#### Problem description
Go through the material below, find each line with the word "kind", and copy those lines.

=======

#[tokio::test]
async fn test_rejected_code_fails_payment() {
    let h = harness().await;
    add_user(&h.db, "alice").await;
    let session = h.service.begin_checkout(checkout("alice", GOLD)).await.unwrap();

    h.gateway.answer("800.100.151", None);
    let err = h.service.confirm_gateway_payment(confirmation("chk-1")).await.unwrap_err();
    match &err {
        EngineError::Core(CoreError::GatewayVerificationFailed { code }) => {
            assert_eq!(code, "800.100.151")
        }
        other => panic!("unexpected error: {:?}", other),
    }

    let payment = h.db.payments().find_by_id(&session.payment_id).await.unwrap().unwrap();
    assert_eq!(payment.status, PaymentStatus::Failed);
    assert!(payment.failure_reason.unwrap().contains("800.100.151"));
    assert_eq!(h.service.store().count_by_owner("alice").await.unwrap(), 0);

    // A later success report cannot revive it
    h.gateway.answer("000.000.000", None);
    let err = h.service.confirm_gateway_payment(confirmation("chk-1")).await.unwrap_err();
    assert!(matches!(err, EngineError::Core(CoreError::PaymentAlreadyFailed)));
}

#[tokio::test]
async fn test_charged_amount_must_match() {
    let h = harness().await;
    add_user(&h.db, "alice").await;
    let session = h.service.begin_checkout(checkout("alice", GOLD)).await.unwrap();

    h.gateway.answer("000.000.000", Some(100));
    let err = h.service.confirm_gateway_payment(confirmation("chk-1")).await.unwrap_err();
    assert!(matches!(err, EngineError::Core(CoreError::GatewayVerificationFailed { .. })));

    let payment = h.db.payments().find_by_id(&session.payment_id).await.unwrap().unwrap();
    assert_eq!(payment.status, PaymentStatus::Failed);
    assert_eq!(h.service.store().count_by_owner("alice").await.unwrap(), 0);
}

#[tokio::test]
async fn test_uncorrelated_confirmation_is_rejected() {
    let h = harness().await;
    add_user(&h.db, "alice").await;

    let err = h
        .service
        .confirm_gateway_payment(confirmation("chk-never-issued"))
        .await
        .unwrap_err();
    assert!(matches!(err, EngineError::Core(CoreError::UncorrelatedConfirmation)));
    assert_eq!(err.kind(), ErrorKind::ValidationFailure);
    assert_eq!(h.gateway.verify_calls(), 0);
}

#[tokio::test]
async fn test_unreachable_gateway_leaves_payment_pending() {
    let h = harness().await;
    add_user(&h.db, "alice").await;
    let session = h.service.begin_checkout(checkout("alice", GOLD)).await.unwrap();

    h.gateway.go_offline();
    let err = h.service.confirm_gateway_payment(confirmation("chk-1")).await.unwrap_err();
    assert_eq!(err.kind(), ErrorKind::UpstreamFailure);

    let payment = h.db.payments().find_by_id(&session.payment_id).await.unwrap().unwrap();
    assert_eq!(payment.status, PaymentStatus::Pending);

    h.gateway.answer("000.100.110", Some(GOLD_PRICE));
    let outcome = h.service.confirm_gateway_payment(confirmation("chk-1")).await.unwrap();
    assert_eq!(outcome.payment.status, PaymentStatus::Completed);
}

#[tokio::test]
async fn test_checkout_validates_before_calling_gateway() {
    let h = harness().await;
    add_user(&h.db, "alice").await;

    let err = h.service.begin_checkout(checkout("alice", SUV_ONLY)).await.unwrap_err();
    assert!(matches!(err, EngineError::Core(CoreError::IncompatiblePackage { .. })));
    assert!(h.gateway.drafts().is_empty());
}

#[tokio::test]
async fn test_builtin_sink_logs_purchase_notification() {
    let db = washpass_db::Database::new(washpass_db::DbConfig::in_memory())
        .await
        .unwrap();
    seed_catalog(&db).await;
    add_user(&db, "alice").await;
    let service = build_with_db_sink(db.clone(), washpass_engine::WashpassConfig::default());

    let outcome = buy_gold(&service, "alice").await;

    let mut logged = Vec::new();
    for _ in 0..200 {
        logged = db.notifications().list_by_user("alice", 10).await.unwrap();
        if !logged.is_empty() {
            break;
        }
        tokio::time::sleep(std::time::Duration::from_millis(10)).await;
    }
    assert_eq!(logged.len(), 1);
    assert_eq!(logged[0].kind, NotificationKind::Purchase);
    assert_eq!(logged[0].related_entity_id.as_deref(), Some(outcome.entitlement.id.as_str()));
}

=======

#### Response to this exercise
    assert_eq!(err.kind(), ErrorKind::ValidationFailure);
    assert_eq!(err.kind(), ErrorKind::UpstreamFailure);
    assert_eq!(logged[0].kind, NotificationKind::Purchase);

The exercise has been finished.